A bicycle trainer, also known as a turbo trainer, is a piece of equipment that makes it possible to ride a bicycle while it remains stationary. They are commonly used to warm up before races, or when riding conditions outside are not favorable.

== Operation ==
A trainer consists of a frame, a clamp to hold the bicycle securely, a roller that presses up against the rear wheel, and a mechanism that provides resistance when the pedals are turned. In a wind trainer, the roller drives fan blades that create air resistance. These are typically the least expensive and noisiest trainers. Magnetic trainers have magnets and a conducting flywheel operating as an eddy current brake. They are moderately expensive and moderately noisy. Some magnetic trainers have handlebar-mounted control boxes to change the level of resistance during a training session. Fluid trainers use liquid-filled chambers to create resistance. They are the most expensive and quietest trainers. A small number of trainers use a centrifugal pressure mechanism to create resistance, involving pressure plates, ball bearings and specially shaped grooves. These are similar to fluid trainers in price and performance.

==Function==
Trainers make it possible to build bicycle skills and power very efficiently in a highly controlled environment, without the unavoidable interruptions of outdoor riding. For instance, in hill training, instead of being limited to whatever hills are around one's home, one can simulate any size and steepness. Trainers provide better preparation for racing than stationary bicycles. Trainers require better technique than stationary bicycles, and they provide a more realistic-feeling ride. The geometry and resulting body position of a stationary bicycle may be significantly different from a racing bike; of course, if one uses the racing bike itself in an indoor trainer, the body position is nearly identical.

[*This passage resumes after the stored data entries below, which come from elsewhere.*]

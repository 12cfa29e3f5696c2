use chrono::{Duration, TimeZone, Utc};
use criterion::{criterion_group, criterion_main, BenchmarkId, Criterion, Throughput};
use matchday::pipeline::Handler;
use matchday::sanitize::sanitize_html;
use matchday::{
  generate_ics, CalendarOptions, Club, Collaborators, ContextData, Fixture, LogMailer, MemoryStore, NotifySettings,
  Pipeline, PipelineControl, PipelineError, SkipCondition,
};
use serde_json::json;
use std::sync::Arc;
use tokio::runtime::Runtime;

#[derive(Clone, Debug, Default)]
struct BenchContext {
  counter: u64,
}

type BenchError = PipelineError;

fn create_sync_increment_handler(iterations: u64) -> Handler<BenchContext, BenchError> {
  Box::new(move |ctx: ContextData<BenchContext>| {
    Box::pin(async move {
      let mut data = ctx.write();
      for _ in 0..iterations {
        data.counter = data.counter.wrapping_add(1);
      }
      Ok(PipelineControl::Continue)
    })
  })
}

fn bench_engine_sync_handlers(c: &mut Criterion) {
  let mut group = c.benchmark_group("EngineSyncHandlers");
  let rt = Runtime::new().unwrap();

  for num_steps in [1usize, 5, 10] {
    let names: Vec<String> = (0..num_steps).map(|i| format!("step_{i}")).collect();
    let step_defs: Vec<(&str, bool, Option<SkipCondition<BenchContext>>)> =
      names.iter().map(|n| (n.as_str(), false, None)).collect();

    let mut pipeline = Pipeline::<BenchContext, BenchError>::new(&step_defs);
    for name in &names {
      pipeline.on_root(name, create_sync_increment_handler(10)).unwrap();
    }
    let pipeline = Arc::new(pipeline);

    group.throughput(Throughput::Elements(num_steps as u64));
    group.bench_with_input(BenchmarkId::from_parameter(num_steps), &num_steps, |b, _| {
      b.to_async(&rt).iter_batched(
        || ContextData::new(BenchContext::default()),
        |ctx| {
          let p = pipeline.clone();
          async move { p.run(ctx).await.unwrap() }
        },
        criterion::BatchSize::SmallInput,
      );
    });
  }
  group.finish();
}

fn bench_booking_flow(c: &mut Criterion) {
  let rt = Runtime::new().unwrap();
  let fixture = Fixture {
    id: "m1".to_string(),
    home_team: "Thimphu City".to_string(),
    away_team: "Paro FC".to_string(),
    competition: None,
    date: Utc::now() + Duration::days(7),
    venue: None,
    has_tickets: true,
    ticket_availability: Some(i64::from(u32::MAX)),
  };
  let store = Arc::new(MemoryStore::with_fixtures([fixture]));
  let settings = NotifySettings {
    from: "tickets@club.test".to_string(),
    admin_email: "admin@club.test".to_string(),
    club_name: "Thimphu City FC".to_string(),
    site_url: "https://club.test".to_string(),
  };
  let club = Arc::new(Club::new(Collaborators::new(store, settings).with_mailer(Arc::new(LogMailer))).unwrap());

  c.bench_function("booking_flow_memory_store", |b| {
    b.to_async(&rt).iter(|| {
      let club = club.clone();
      async move {
        club
          .place_booking(json!({ "matchId": "m1", "name": "Pema", "email": "pema@example.com", "quantity": 1 }))
          .await
          .unwrap()
      }
    });
  });
}

fn bench_ics_generation(c: &mut Criterion) {
  let options = CalendarOptions {
    club_name: "Thimphu City FC".to_string(),
    calendar_name: "Fixtures".to_string(),
    domain: "club.test".to_string(),
  };
  let start = Utc.with_ymd_and_hms(2026, 9, 1, 9, 30, 0).unwrap();
  let fixtures: Vec<Fixture> = (0..38)
    .map(|i| Fixture {
      id: format!("m{i}"),
      home_team: "Thimphu City".to_string(),
      away_team: format!("Opponent {i}"),
      competition: Some("Bhutan Premier League".to_string()),
      date: start + Duration::days(7 * i),
      venue: Some("Changlimithang Stadium, Thimphu".to_string()),
      has_tickets: i % 2 == 0,
      ticket_availability: Some(500),
    })
    .collect();

  c.bench_function("ics_season_38_fixtures", |b| {
    b.iter(|| criterion::black_box(generate_ics(&fixtures, &options, start)))
  });
}

fn bench_sanitize(c: &mut Criterion) {
  let input = "<p>Hello <b>there</b></p><script>alert(1)</script> & welcome to \"the\" match's page".repeat(8);
  c.bench_function("sanitize_html", |b| b.iter(|| criterion::black_box(sanitize_html(&input))));
}

criterion_group!(
  benches,
  bench_engine_sync_handlers,
  bench_booking_flow,
  bench_ics_generation,
  bench_sanitize
);
criterion_main!(benches);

Some trainers are equipped with sensors that monitor the rider's performance. Power output, cadence, virtual speed and heart rate are among the metrics that can be transmitted electronically. Analyzing these figures can help to fine-tune the athlete's training.

==Types==
Bicycle trainers are categorized by how the unit provides resistance. There are two broad categories: "wheel on" trainers use the bicycle's own rear wheel, whereas "wheel off" or direct-drive trainers replace the rear wheel with the trainer's own machinery. Within those two categories, there are also 'basic' and 'smart' trainers, which differ through their ability to connect with other devices. Direct drive trainers are almost exclusively 'smart,' and Wheel On trainers are almost exclusively 'basic,' but exceptions do exist. The Wahoo Kickr Snap is an example of a smart wheel-on trainer.

===Wheel on===
- Wind — The unit uses a fan powered by the cyclist's leg power to provide resistance on the rear tire.
  - Pros: Resistance progresses with the cyclist's speed, creating a realistic feeling of cycling on the road.
  - Cons: Noise, limited resistance.
- Magnetic — A magnetic flywheel creates resistance on the rear wheel.
  - Pros: Nearly silent operation.
  - Cons: Resistance has an upper limit, prone to breaking.
- Fluid — Combines magnetic flywheel with fluid resistance chambers.
  - Pros: Nearly silent magnetic operation with added progressive resistance.
  - Cons: Repeated friction heating and consequential expansion and contraction of the fluid can result in seal leaks.
- Centrifugal — Specially designed centrifugal pressure plates provide resistance.
  - Pros: Nearly Silent, resistance curves may be adjusted by the user.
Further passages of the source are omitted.